SYNOPSIS: Several thousand Chinese a day, official sources in China say, are making their way across Vietnam's northern border back into China; and they have accused the Vietnamese of a savage campaign of persecution and physical ill-treatment of these people. The Vietnamese have suggested official talks between the two governments to discuss the problem; but they have not tried to stop the exodus or shown any willingness to have the Chinese back.
Cholon, in the former Saigon. now called Ho Chi Minh city, is one of the districts where the Chinese have stabilised themselves. As in many Asian cities. the Chinese community are active and successful traders. Economic, rather than ethnic or narrowly political considerations may have provoked the action against them.
This was one factor in the serious communal clashes in Singapore in July 1964. The Malay population were outnumbered, and resentful of Chinese economic domination. But there were other complexities. Singapore then belonged to the Malaysian Federation and was in a state of confrontation with Indonesia. The Malaysian government blamed Indonesia for formenting the trouble.
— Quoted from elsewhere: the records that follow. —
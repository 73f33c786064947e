//! Spreadsheet input
//!
//! First worksheet only, first row is headers. Columns by position:
//!
//! | # | Content           |
//! |---|-------------------|
//! | 0 | ordinal           |
//! | 1 | paternal surname  |
//! | 2 | maternal surname  |
//! | 3 | given name 1      |
//! | 4 | given name 2      |
//! | 5 | birth date        |
//! | 6 | alias             |
//! | 7 | observation       |
//! | 8 | photo filename    |
//!
//! Rows whose first cell is empty are skipped.

use calamine::{open_workbook_auto, Data, Range, Reader};
use chrono::{Duration, NaiveDate};
use std::path::{Path, PathBuf};
use thiserror::Error;

use crate::models::PersonRecord;

const COL_ORDINAL: usize = 0;
const COL_PATERNAL: usize = 1;
const COL_MATERNAL: usize = 2;
const COL_NAME1: usize = 3;
const COL_NAME2: usize = 4;
const COL_BIRTH_DATE: usize = 5;
const COL_ALIAS: usize = 6;
const COL_OBSERVATION: usize = 7;
const COL_PHOTO: usize = 8;

/// Text date layouts accepted in the birth date column
const DATE_FORMATS: &[&str] = &["%d/%m/%Y", "%Y-%m-%d", "%d-%m-%Y"];

#[derive(Debug, Error)]
pub enum SpreadsheetError {
    #[error("Failed to open spreadsheet {}: {message}", .path.display())]
    Open { path: PathBuf, message: String },

    #[error("Spreadsheet {} has no worksheets", .0.display())]
    NoWorksheet(PathBuf),

    #[error("Failed to read first worksheet of {}: {message}", .path.display())]
    Read { path: PathBuf, message: String },
}

/// Read every person row from the first worksheet
pub fn read_person_records(path: &Path) -> Result<Vec<PersonRecord>, SpreadsheetError> {
    let mut workbook = open_workbook_auto(path).map_err(|e| SpreadsheetError::Open {
        path: path.to_path_buf(),
        message: e.to_string(),
    })?;

    let range = workbook
        .worksheet_range_at(0)
        .ok_or_else(|| SpreadsheetError::NoWorksheet(path.to_path_buf()))?
        .map_err(|e| SpreadsheetError::Read {
            path: path.to_path_buf(),
            message: e.to_string(),
        })?;

    let records = records_from_range(&range);
    tracing::info!(path = %path.display(), records = records.len(), "Spreadsheet loaded");

    Ok(records)
}

/// Map a worksheet range, skipping the header row
pub fn records_from_range(range: &Range<Data>) -> Vec<PersonRecord> {
    records_from_rows(range.rows())
}

pub fn records_from_rows<'a>(rows: impl Iterator<Item = &'a [Data]>) -> Vec<PersonRecord> {
    rows.skip(1).filter_map(person_record_from_row).collect()
}

/// Map one data row; `None` when the ordinal cell is empty
pub fn person_record_from_row(row: &[Data]) -> Option<PersonRecord> {
    let text = |col: usize| row.get(col).and_then(cell_text);

    let ordinal = text(COL_ORDINAL)?;

    Some(PersonRecord {
        ordinal,
        paternal_surname: text(COL_PATERNAL).unwrap_or_default(),
        maternal_surname: text(COL_MATERNAL).unwrap_or_default(),
        given_name1: text(COL_NAME1).unwrap_or_default(),
        given_name2: text(COL_NAME2),
        birth_date: row.get(COL_BIRTH_DATE).and_then(cell_date),
        alias: text(COL_ALIAS),
        observation: text(COL_OBSERVATION),
        photo_filename: text(COL_PHOTO),
    })
}

/// Cell as trimmed text; blank cells and error cells are `None`
fn cell_text(cell: &Data) -> Option<String> {
    let text = match cell {
        Data::Empty | Data::Error(_) => return None,
        Data::String(s) | Data::DateTimeIso(s) | Data::DurationIso(s) => s.trim().to_string(),
        Data::Int(i) => i.to_string(),
        // Whole numbers show without the trailing ".0"
        Data::Float(f) if f.fract() == 0.0 && f.abs() < 1e15 => format!("{}", *f as i64),
        Data::Float(f) => f.to_string(),
        Data::Bool(b) => b.to_string(),
        Data::DateTime(dt) => dt.as_datetime()?.date().format("%Y-%m-%d").to_string(),
    };

    (!text.is_empty()).then_some(text)
}

fn cell_date(cell: &Data) -> Option<NaiveDate> {
    match cell {
        Data::DateTime(dt) => dt.as_datetime().map(|d| d.date()),
        Data::DateTimeIso(s) => s.get(..10).and_then(|d| NaiveDate::parse_from_str(d, "%Y-%m-%d").ok()),
        Data::String(s) => {
            let s = s.trim();
            DATE_FORMATS
                .iter()
                .find_map(|format| NaiveDate::parse_from_str(s, format).ok())
        }
        Data::Float(serial) => excel_serial_to_date(*serial),
        Data::Int(serial) => excel_serial_to_date(*serial as f64),
        _ => None,
    }
}

/// Excel 1900 date system serial number to date
fn excel_serial_to_date(serial: f64) -> Option<NaiveDate> {
    if !(1.0..=2_958_465.0).contains(&serial) {
        return None;
    }
    NaiveDate::from_ymd_opt(1899, 12, 30)?.checked_add_signed(Duration::days(serial.trunc() as i64))
}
In Indonesia, Chinese suffered during the overthrow of the Sukarno regime. Rioters identified them with Communism, and the new government treated them as a security risk. Indonesia still has a Chinese community of nearly three million people. But long after the 1965 upheavals, they were living separated lives, their comfortable homes well protected against any further attacks.
Malaysia had a serious outbreak of communal violence in May 1969, in which more than 100 lives were lost in Kuala Lumpur. It followed a general election, in which the Chinese community deserted their traditional leaders. But underlying it was Chinese dissatisfaction with inferior political status, and Malay discontent with Chinese economic domination.
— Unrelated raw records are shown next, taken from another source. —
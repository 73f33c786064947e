//! Spreadsheet reader tests against a real workbook
//!
//! `fixtures/personas_two_sheets.xlsx` has two worksheets:
//! - "Personas": header row, Juan Perez (ordinal 1, birth date as a serial
//!   number), a row with a blank ordinal, Luis Gomez (ordinal 3, birth date as
//!   `dd/mm/yyyy` text)
//! - "Notas": header row and one person row that must never be imported

use chrono::NaiveDate;
use std::path::PathBuf;

use dimp_import::services::{read_person_records, SpreadsheetError};

fn fixture(name: &str) -> PathBuf {
    PathBuf::from(env!("CARGO_MANIFEST_DIR"))
        .join("tests")
        .join("fixtures")
        .join(name)
}

#[test]
fn test_reads_first_sheet_without_header_or_blank_ordinals() {
    let records = read_person_records(&fixture("personas_two_sheets.xlsx")).unwrap();

    let ordinals: Vec<&str> = records.iter().map(|r| r.ordinal.as_str()).collect();
    assert_eq!(ordinals, vec!["1", "3"]);
}

#[test]
fn test_second_sheet_is_ignored() {
    let records = read_person_records(&fixture("personas_two_sheets.xlsx")).unwrap();

    assert!(records.iter().all(|r| r.ordinal != "99"));
    assert!(records.iter().all(|r| r.paternal_surname != "Otro"));
}

#[test]
fn test_row_columns_map_by_position() {
    let records = read_person_records(&fixture("personas_two_sheets.xlsx")).unwrap();
    let expected_birth = NaiveDate::from_ymd_opt(1990, 4, 15);

    let juan = &records[0];
    assert_eq!(juan.paternal_surname, "Perez");
    assert_eq!(juan.maternal_surname, "Lopez");
    assert_eq!(juan.given_name1, "Juan");
    assert_eq!(juan.given_name2, None);
    assert_eq!(juan.birth_date, expected_birth);
    assert_eq!(juan.alias.as_deref(), Some("Alias1"));
    assert_eq!(juan.observation.as_deref(), Some("Obs1"));
    assert_eq!(juan.photo_filename.as_deref(), Some("photo1.jpg"));

    let luis = &records[1];
    assert_eq!(luis.given_names(), "Luis Carlos");
    assert_eq!(luis.family_names(), "Gomez Diaz");
    assert_eq!(luis.birth_date, expected_birth);
    assert_eq!(luis.alias, None);
    assert_eq!(luis.photo_filename.as_deref(), Some("photo3.jpg"));
}

#[test]
fn test_non_spreadsheet_file_is_open_error() {
    let dir = tempfile::tempdir().unwrap();
    let path = dir.path().join("personas.xlsx");
    std::fs::write(&path, b"this is not a zip archive").unwrap();

    let err = read_person_records(&path).unwrap_err();
    assert!(matches!(err, SpreadsheetError::Open { .. }));
}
Economically shaky governments have found that, tough they would rather not harbour Chinese traders, they cannot do without them. In Cambodia - before the revolution - the traders were tolerated, but forced to remove signs in Chinese characters.
Modern Singapore is their stronghold and shopwindow. The city lives by trade, and the Chinese control it. They make up more than three-quarters of the population, and make no attempt to disguise their wealth. The streets are full of their big cars; their homes could be luxury villas in California or the south of France.
In numbers, Thailand has the largest of all the expatriate communities of Chinese origin. There are between three and four million of them - about a tenth of the total population. Most of them live in and around the capital, Bangkok, and here again, the majority are traders. They appear to have integrated themselves more closely with the rest of the population than have the Chinese minorities in other Asian countries; and so are able to go about their business and maintain their traditional culture in peace.